use super::load::{default_config_path, resolve_config_path};
use super::schema::*;
use std::path::PathBuf;
use std::sync::{Mutex, OnceLock};

static ENV_LOCK: OnceLock<Mutex<()>> = OnceLock::new();

fn env_lock() -> std::sync::MutexGuard<'static, ()> {
    ENV_LOCK
        .get_or_init(|| Mutex::new(()))
        .lock()
        .unwrap_or_else(|poisoned| poisoned.into_inner())
}

struct EnvGuard {
    key: &'static str,
    old: Option<std::ffi::OsString>,
}

impl EnvGuard {
    fn set(key: &'static str, val: &str) -> Self {
        let old = std::env::var_os(key);
        unsafe {
            std::env::set_var(key, val);
        }
        Self { key, old }
    }

    fn remove(key: &'static str) -> Self {
        let old = std::env::var_os(key);
        unsafe {
            std::env::remove_var(key);
        }
        Self { key, old }
    }
}

impl Drop for EnvGuard {
    fn drop(&mut self) {
        match self.old.take() {
            Some(v) => unsafe {
                std::env::set_var(self.key, v);
            },
            None => unsafe {
                std::env::remove_var(self.key);
            },
        }
    }
}

#[test]
fn resolve_config_path_prefers_muzicvia_config_path() {
    let _lock = env_lock();
    let _g1 = EnvGuard::set("MUZICVIA_CONFIG_PATH", "/tmp/muzicvia-test-config.toml");
    assert_eq!(
        resolve_config_path().unwrap(),
        PathBuf::from("/tmp/muzicvia-test-config.toml")
    );
}

#[test]
fn default_config_path_prefers_xdg_config_home() {
    let _lock = env_lock();
    let _g1 = EnvGuard::set("XDG_CONFIG_HOME", "/tmp/xdg-config-home");
    let _g2 = EnvGuard::set("HOME", "/tmp/home-should-not-win");

    let p = default_config_path().unwrap();
    assert_eq!(
        p,
        PathBuf::from("/tmp/xdg-config-home")
            .join("muzicvia")
            .join("config.toml")
    );
}

#[test]
fn default_config_path_falls_back_to_home_dot_config() {
    let _lock = env_lock();
    let _g1 = EnvGuard::remove("XDG_CONFIG_HOME");
    let _g2 = EnvGuard::set("HOME", "/tmp/home-dir");

    let p = default_config_path().unwrap();
    assert_eq!(
        p,
        PathBuf::from("/tmp/home-dir")
            .join(".config")
            .join("muzicvia")
            .join("config.toml")
    );
}

#[test]
fn defaults_match_the_player_behaviour() {
    let s = Settings::default();
    assert_eq!(s.library.extensions.len(), 6);
    assert!(s.library.extensions.contains(&".m4a".to_string()));
    assert_eq!(s.library.max_depth, 2);
    assert_eq!(s.library.fallback_max_depth, 1);
    assert_eq!(s.playback.progress_interval_ms, 1000);
    assert_eq!(s.playback.seek_quiescence_ms, 100);
    assert_eq!(s.playback.skip_seconds, 10);
    assert_eq!(s.storage.canonical_root, PathBuf::from("/storage/emulated/0"));
    assert!(s.storage.app_external.is_none());
    assert_eq!(s.logging.level, "info");
    assert!(s.validate().is_ok());
}

#[test]
fn settings_load_from_config_file() {
    let _lock = env_lock();

    let dir = tempfile::tempdir().unwrap();
    let cfg_path = dir.path().join("config.toml");
    std::fs::write(
        &cfg_path,
        r#"
[library]
extensions = ["mp3", ".FLAC"]
max_depth = 4
fallback_max_depth = 2
follow_links = false

[storage]
external_storage = "/sdcard"
documents = "/data/docs"
app_external = "/sdcard/Android/data/muzicvia/files"
canonical_root = "/sdcard"

[playback]
progress_interval_ms = 500
seek_quiescence_ms = 250
skip_seconds = 15

[logging]
level = "debug"
"#,
    )
    .unwrap();

    let _g1 = EnvGuard::set("MUZICVIA_CONFIG_PATH", cfg_path.to_str().unwrap());
    let _g2 = EnvGuard::remove("MUZICVIA__PLAYBACK__SEEK_QUIESCENCE_MS");

    let s = Settings::load().unwrap();
    assert_eq!(s.library.extensions, vec!["mp3".to_string(), ".FLAC".to_string()]);
    assert_eq!(s.library.max_depth, 4);
    assert_eq!(s.library.fallback_max_depth, 2);
    assert!(!s.library.follow_links);
    assert_eq!(s.storage.external_storage, PathBuf::from("/sdcard"));
    assert_eq!(s.storage.documents, PathBuf::from("/data/docs"));
    assert_eq!(
        s.storage.app_external,
        Some(PathBuf::from("/sdcard/Android/data/muzicvia/files"))
    );
    assert_eq!(s.playback.progress_interval_ms, 500);
    assert_eq!(s.playback.seek_quiescence_ms, 250);
    assert_eq!(s.playback.skip_seconds, 15);
    // Unset keys keep their defaults.
    assert_eq!(s.playback.completion_poll_ms, 200);
    assert_eq!(s.logging.level, "debug");
}

#[test]
fn settings_env_overrides_config_file() {
    let _lock = env_lock();

    let dir = tempfile::tempdir().unwrap();
    let cfg_path = dir.path().join("config.toml");
    std::fs::write(
        &cfg_path,
        r#"
[playback]
seek_quiescence_ms = 100
"#,
    )
    .unwrap();

    let _g1 = EnvGuard::set("MUZICVIA_CONFIG_PATH", cfg_path.to_str().unwrap());
    let _g2 = EnvGuard::set("MUZICVIA__PLAYBACK__SEEK_QUIESCENCE_MS", "40");

    let s = Settings::load().unwrap();
    assert_eq!(s.playback.seek_quiescence_ms, 40);
}

#[test]
fn load_or_default_ignores_invalid_settings() {
    let _lock = env_lock();

    let dir = tempfile::tempdir().unwrap();
    let cfg_path = dir.path().join("config.toml");
    std::fs::write(
        &cfg_path,
        r#"
[playback]
progress_interval_ms = 0
"#,
    )
    .unwrap();

    let _g1 = EnvGuard::set("MUZICVIA_CONFIG_PATH", cfg_path.to_str().unwrap());
    let _g2 = EnvGuard::remove("MUZICVIA__PLAYBACK__SEEK_QUIESCENCE_MS");

    let s = Settings::load_or_default();
    assert_eq!(s.playback.progress_interval_ms, 1000);
}

#[test]
fn validate_rejects_inconsistent_depths_and_empty_extensions() {
    let mut s = Settings::default();
    s.library.fallback_max_depth = s.library.max_depth + 1;
    assert!(s.validate().is_err());

    let mut s = Settings::default();
    s.library.extensions = vec![" ".into(), ".".into()];
    assert!(s.validate().is_err());

    let mut s = Settings::default();
    s.playback.completion_poll_ms = 0;
    assert!(s.validate().is_err());
}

___

Search the entries for the string "sdcard" and collect each line that has it.

Answer to this exercise:
external_storage = "/sdcard"
app_external = "/sdcard/Android/data/muzicvia/files"
canonical_root = "/sdcard"
    assert_eq!(s.storage.external_storage, PathBuf::from("/sdcard"));
        Some(PathBuf::from("/sdcard/Android/data/muzicvia/files"))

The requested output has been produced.